[Stored items from a collection]
::::::
//! [`QueueConsumer`] / [`EventPublisher`] over a redis stream with a single consumer group.
//!
//! Acked entries are deleted from the stream, so `XLEN` minus the group's pending count is the
//! number of entries still waiting for first delivery. Terminated entries are copied to
//! `<stream>:dead` before being acked.

use std::collections::HashMap;
use std::sync::atomic::{AtomicBool, Ordering};
use std::time::Duration;

use async_trait::async_trait;
use redis::aio::ConnectionManager;
use redis::streams::{
    StreamClaimReply, StreamId, StreamInfoConsumersReply, StreamPendingCountReply,
    StreamPendingReply, StreamReadReply,
};
use tracing::instrument;

use super::{ConsumerInfo, EventPublisher, QueueConsumer, QueueError, QueueMessage, QueueResult};
use crate::db::redis::redis_pool::{bounded, ttl_millis};

const PAYLOAD_FIELD: &str = "payload";
const REASON_FIELD: &str = "reason";
const SOURCE_ID_FIELD: &str = "source_id";

/// Upper bound on pending entries inspected when counting redeliveries.
const METRICS_SCAN: usize = 1000;

pub struct RedisStream {
    manager: ConnectionManager,
    stream: String,
    group: String,
    consumer: String,
    ack_wait: Duration,
    redelivery_delay: Duration,
    op_timeout: Duration,
    closed: AtomicBool,
}

impl RedisStream {
    /// Attaches to `stream`, creating it and the consumer group when missing.
    #[instrument(skip(manager))]
    pub async fn connect(
        manager: ConnectionManager,
        stream: &str,
        group: &str,
        consumer: &str,
        ack_wait: Duration,
        op_timeout: Duration,
    ) -> QueueResult<Self> {
        let this = Self {
            manager,
            stream: stream.to_string(),
            group: group.to_string(),
            consumer: consumer.to_string(),
            ack_wait,
            redelivery_delay: Duration::ZERO,
            op_timeout,
            closed: AtomicBool::new(false),
        };

        this.ensure_group().await?;
        Ok(this)
    }

    /// Minimum time a nak'd entry waits before it can be reclaimed. Set it to the event lock
    /// ttl so a redelivery can't find the failed attempt's lock still held.
    pub fn with_redelivery_delay(mut self, delay: Duration) -> Self {
        self.redelivery_delay = delay;
        self
    }

    fn dead_letter_stream(&self) -> String {
        format!("{}:dead", self.stream)
    }

    async fn ensure_group(&self) -> QueueResult<()> {
        let mut conn = self.manager.clone();
        let mut create = redis::cmd("XGROUP");
        create
            .arg("CREATE")
            .arg(&self.stream)
            .arg(&self.group)
            .arg("0")
            .arg("MKSTREAM");

        let created = bounded("xgroup_create", self.op_timeout, async move {
            let reply: redis::RedisResult<()> = create.query_async(&mut conn).await;
            match reply {
                Ok(()) => Ok(true),
                Err(e) if e.code() == Some("BUSYGROUP") => Ok(false),
                Err(e) => Err(e.into()),
            }
        })
        .await?;

        tracing::info!(
            stream = %self.stream,
            group = %self.group,
            created,
            "consumer group ready"
        );
        Ok(())
    }

    /// Claims entries another delivery left unacked for longer than `ack_wait`.
    async fn reclaim(&self, max: usize) -> QueueResult<Vec<QueueMessage>> {
        let mut conn = self.manager.clone();
        let idle_ms = ttl_millis(self.ack_wait);
        let (stream, group, consumer) = (&self.stream, &self.group, &self.consumer);

        let messages = bounded("reclaim", self.op_timeout, async move {
            let stale: StreamPendingCountReply = redis::cmd("XPENDING")
                .arg(stream)
                .arg(group)
                .arg("IDLE")
                .arg(idle_ms)
                .arg("-")
                .arg("+")
                .arg(max)
                .query_async(&mut conn)
                .await?;

            if stale.ids.is_empty() {
                return Ok(Vec::new());
            }

            let deliveries: HashMap<String, u64> = stale
                .ids
                .iter()
                .map(|pending| (pending.id.clone(), pending.times_delivered as u64 + 1))
                .collect();

            let mut claim = redis::cmd("XCLAIM");
            claim.arg(stream).arg(group).arg(consumer).arg(idle_ms);
            stale.ids.iter().for_each(|pending| {
                claim.arg(&pending.id);
            });

            let claimed: StreamClaimReply = claim.query_async(&mut conn).await?;
            Ok(claimed
                .ids
                .into_iter()
                .map(|entry| {
                    let count = deliveries.get(&entry.id).copied().unwrap_or(2);
                    to_message(entry, count)
                })
                .collect::<Vec<_>>())
        })
        .await?;

        if !messages.is_empty() {
            tracing::info!(
                stream = %self.stream,
                count = messages.len(),
                "reclaimed unacked messages for redelivery"
            );
        }

        Ok(messages)
    }

    async fn read_new(&self, count: usize) -> QueueResult<Vec<QueueMessage>> {
        let mut conn = self.manager.clone();
        let (stream, group, consumer) = (&self.stream, &self.group, &self.consumer);

        Ok(bounded("read_new", self.op_timeout, async move {
            let reply: Option<StreamReadReply> = redis::cmd("XREADGROUP")
                .arg("GROUP")
                .arg(group)
                .arg(consumer)
                .arg("COUNT")
                .arg(count)
                .arg("STREAMS")
                .arg(stream)
                .arg(">")
                .query_async(&mut conn)
                .await?;

            Ok(reply
                .map(|reply| {
                    reply
                        .keys
                        .into_iter()
                        .flat_map(|key| key.ids)
                        .map(|entry| to_message(entry, 1))
                        .collect::<Vec<_>>()
                })
                .unwrap_or_default())
        })
        .await?)
    }
}

fn to_message(entry: StreamId, deliveries: u64) -> QueueMessage {
    // entries without a payload field fail to parse downstream and get dead-lettered
    let payload: String = entry.get(PAYLOAD_FIELD).unwrap_or_default();
    QueueMessage {
        id: entry.id,
        payload,
        deliveries,
    }
}

#[async_trait]
impl QueueConsumer for RedisStream {
    #[instrument(skip(self), fields(stream = %self.stream))]
    async fn fetch(&self, max: usize) -> QueueResult<Vec<QueueMessage>> {
        if self.closed.load(Ordering::Acquire) {
            return Err(QueueError::Closed);
        }
        if max == 0 {
            return Ok(Vec::new());
        }

        let mut messages = self.reclaim(max).await?;
        let remaining = max.saturating_sub(messages.len());
        if remaining > 0 {
            messages.extend(self.read_new(remaining).await?);
        }

        Ok(messages)
    }

    async fn ack(&self, message: &QueueMessage) -> QueueResult<()> {
        let mut conn = self.manager.clone();
        let mut pipeline = redis::pipe();
        pipeline
            .atomic()
            .cmd("XACK")
            .arg(&self.stream)
            .arg(&self.group)
            .arg(&message.id)
            .ignore()
            .cmd("XDEL")
            .arg(&self.stream)
            .arg(&message.id)
            .ignore();

        Ok(bounded("ack", self.op_timeout, async move {
            let _: () = pipeline.query_async(&mut conn).await?;
            Ok(())
        })
        .await?)
    }

    async fn nak(&self, message: &QueueMessage) -> QueueResult<()> {
        let mut conn = self.manager.clone();
        let mut claim = redis::cmd("XCLAIM");
        // backdated so the entry turns stale once `redelivery_delay` has passed
        claim
            .arg(&self.stream)
            .arg(&self.group)
            .arg(&self.consumer)
            .arg(0)
            .arg(&message.id)
            .arg("IDLE")
            .arg(nak_idle_millis(self.ack_wait, self.redelivery_delay))
            .arg("JUSTID");

        Ok(bounded("nak", self.op_timeout, async move {
            let _: redis::Value = claim.query_async(&mut conn).await?;
            Ok(())
        })
        .await?)
    }

    #[instrument(skip(self, message), fields(id = %message.id))]
    async fn term(&self, message: &QueueMessage, reason: &str) -> QueueResult<()> {
        let mut conn = self.manager.clone();
        let mut pipeline = redis::pipe();
        pipeline
            .atomic()
            .cmd("XADD")
            .arg(self.dead_letter_stream())
            .arg("*")
            .arg(PAYLOAD_FIELD)
            .arg(&message.payload)
            .arg(REASON_FIELD)
            .arg(reason)
            .arg(SOURCE_ID_FIELD)
            .arg(&message.id)
            .ignore()
            .cmd("XACK")
            .arg(&self.stream)
            .arg(&self.group)
            .arg(&message.id)
            .ignore()
            .cmd("XDEL")
            .arg(&self.stream)
            .arg(&message.id)
            .ignore();

        bounded("term", self.op_timeout, async move {
            let _: () = pipeline.query_async(&mut conn).await?;
            Ok(())
        })
        .await?;

        tracing::warn!(reason, "message dead-lettered");
        Ok(())
    }

    async fn info(&self) -> QueueResult<ConsumerInfo> {
        let mut conn = self.manager.clone();
        let (stream, group) = (&self.stream, &self.group);

        Ok(bounded("info", self.op_timeout, async move {
            let length: u64 = redis::cmd("XLEN").arg(stream).query_async(&mut conn).await?;

            let summary: StreamPendingReply = redis::cmd("XPENDING")
                .arg(stream)
                .arg(group)
                .query_async(&mut conn)
                .await?;

            let entries: StreamPendingCountReply = redis::cmd("XPENDING")
                .arg(stream)
                .arg(group)
                .arg("-")
                .arg("+")
                .arg(METRICS_SCAN)
                .query_async(&mut conn)
                .await?;

            let consumers: StreamInfoConsumersReply = redis::cmd("XINFO")
                .arg("CONSUMERS")
                .arg(stream)
                .arg(group)
                .query_async(&mut conn)
                .await?;

            let ack_pending = summary.count() as u64;
            Ok(ConsumerInfo {
                pending: length.saturating_sub(ack_pending),
                ack_pending,
                redelivered: entries
                    .ids
                    .iter()
                    .filter(|pending| pending.times_delivered > 1)
                    .count() as u64,
                waiting: consumers.consumers.len() as u64,
            })
        })
        .await?)
    }

    async fn close(&self) {
        if !self.closed.swap(true, Ordering::AcqRel) {
            tracing::info!(stream = %self.stream, consumer = %self.consumer, "consumer closed");
        }
    }
}

/// Idle time to stamp on a nak'd entry: `ack_wait - delay`, so the reclaim pass (which takes
/// entries idle for `ack_wait`) sees it after `delay`.
fn nak_idle_millis(ack_wait: Duration, delay: Duration) -> u64 {
    ack_wait.saturating_sub(delay).as_millis() as u64
}

#[async_trait]
impl EventPublisher for RedisStream {
    #[instrument(skip(self, payload), fields(stream = %self.stream))]
    async fn publish(&self, payload: &str) -> QueueResult<String> {
        let mut conn = self.manager.clone();
        let stream = &self.stream;

        Ok(bounded("publish", self.op_timeout, async move {
            let id: String = redis::cmd("XADD")
                .arg(stream)
                .arg("*")
                .arg(PAYLOAD_FIELD)
                .arg(payload)
                .query_async(&mut conn)
                .await?;
            Ok(id)
        })
        .await?)
    }
}
#[async_trait]
impl EventPersistence for MemoryPersistence {
    async fn add_processed_score_events(
        &self,
        cancel: &CancellationToken,
        batch: &[ProcessedScoreEvent],
    ) -> PersistenceResult<()> {
        if batch.is_empty() {
            return Ok(());
        }
        self.enter(cancel)?;

        let mut processed = self.processed.lock().unwrap();
        for row in batch {
            if !processed.iter().any(|p| p.event_id == row.event_id) {
                processed.push(row.clone());
            }
        }
        Ok(())
    }

    async fn add_user_total_scores(
        &self,
        cancel: &CancellationToken,
        batch: &[UserTotalScore],
    ) -> PersistenceResult<()> {
        if batch.is_empty() {
            return Ok(());
        }
        self.enter(cancel)?;

        let mut totals = self.totals.lock().unwrap();
        let duplicate = batch.iter().any(|row| {
            totals.iter().any(|t| {
                t.scope == row.scope
                    && t.user_id == row.user_id
                    && t.snapshot_timestamp == row.snapshot_timestamp
            })
        });
        if duplicate {
            return Err(PersistenceError::UniqueViolation("user_total_scores".into()));
        }
        totals.extend_from_slice(batch);
        Ok(())
    }

    async fn latest_user_total_scores(
        &self,
        cancel: &CancellationToken,
    ) -> PersistenceResult<Vec<UserTotalScore>> {
        self.enter(cancel)?;

        let totals = self.totals.lock().unwrap();
        let mut latest: HashMap<(String, String), UserTotalScore> = HashMap::new();
        for row in totals.iter() {
            let key = (row.scope.clone(), row.user_id.clone());
            match latest.get(&key) {
                Some(seen) if seen.snapshot_timestamp >= row.snapshot_timestamp => (),
                _ => {
                    latest.insert(key, row.clone());
                }
            }
        }

        let mut rows: Vec<UserTotalScore> = latest.into_values().collect();
        rows.sort_by(|a, b| (&a.scope, &a.user_id).cmp(&(&b.scope, &b.user_id)));
        Ok(rows)
    }
}

#[derive(Default)]
struct QueueState {
    ready: VecDeque<QueueMessage>,
    in_flight: HashMap<String, QueueMessage>,
    acked: Vec<String>,
    naked: Vec<String>,
    termed: Vec<String>,
    next_id: u64,
}

/// A single-consumer queue; nak puts the message back at the front.
#[derive(Default)]
pub struct MemoryQueue {
    state: Mutex<QueueState>,
    closed: AtomicBool,
}

impl MemoryQueue {
    /// Enqueues `payload`, returning its message id.
    pub fn push(&self, payload: &str) -> String {
        let mut state = self.state.lock().unwrap();
        state.next_id += 1;
        let id = format!("{}-0", state.next_id);
        state.ready.push_back(QueueMessage {
            id: id.clone(),
            payload: payload.to_string(),
            deliveries: 0,
        });
        id
    }

    pub fn acked(&self) -> Vec<String> {
        self.state.lock().unwrap().acked.clone()
    }

    pub fn naked(&self) -> Vec<String> {
        self.state.lock().unwrap().naked.clone()
    }

    pub fn termed(&self) -> Vec<String> {
        self.state.lock().unwrap().termed.clone()
    }
}

#[async_trait]
impl QueueConsumer for MemoryQueue {
    async fn fetch(&self, max: usize) -> QueueResult<Vec<QueueMessage>> {
        if self.closed.load(Ordering::SeqCst) {
            return Err(QueueError::Closed);
        }

        let mut state = self.state.lock().unwrap();
        let count = max.min(state.ready.len());
        let batch: Vec<QueueMessage> = state
            .ready
            .drain(..count)
            .map(|mut message| {
                message.deliveries += 1;
                message
            })
            .collect();

        for message in &batch {
            state.in_flight.insert(message.id.clone(), message.clone());
        }
        Ok(batch)
    }

    async fn ack(&self, message: &QueueMessage) -> QueueResult<()> {
        let mut state = self.state.lock().unwrap();
        state.in_flight.remove(&message.id);
        state.acked.push(message.id.clone());
        Ok(())
    }

    async fn nak(&self, message: &QueueMessage) -> QueueResult<()> {
        let mut state = self.state.lock().unwrap();
        if let Some(message) = state.in_flight.remove(&message.id) {
            state.naked.push(message.id.clone());
            state.ready.push_front(message);
        }
        Ok(())
    }

    async fn term(&self, message: &QueueMessage, _reason: &str) -> QueueResult<()> {
        let mut state = self.state.lock().unwrap();
        state.in_flight.remove(&message.id);
        state.termed.push(message.id.clone());
        Ok(())
    }

    async fn info(&self) -> QueueResult<ConsumerInfo> {
        let state = self.state.lock().unwrap();
        Ok(ConsumerInfo {
            pending: state.ready.len() as u64,
            ack_pending: state.in_flight.len() as u64,
            redelivered: state.ready.iter().filter(|m| m.deliveries > 0).count() as u64,
            waiting: 1,
        })
    }

    async fn close(&self) {
        self.closed.store(true, Ordering::SeqCst);
    }
}

#[async_trait]
impl EventPublisher for MemoryQueue {
    async fn publish(&self, payload: &str) -> QueueResult<String> {
        Ok(self.push(payload))
    }
}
::::::
Work instruction:
The lines that mention the word "StreamReadReply" should be pulled from the records above.

Response below:
    StreamPendingReply, StreamReadReply,
            let reply: Option<StreamReadReply> = redis::cmd("XREADGROUP")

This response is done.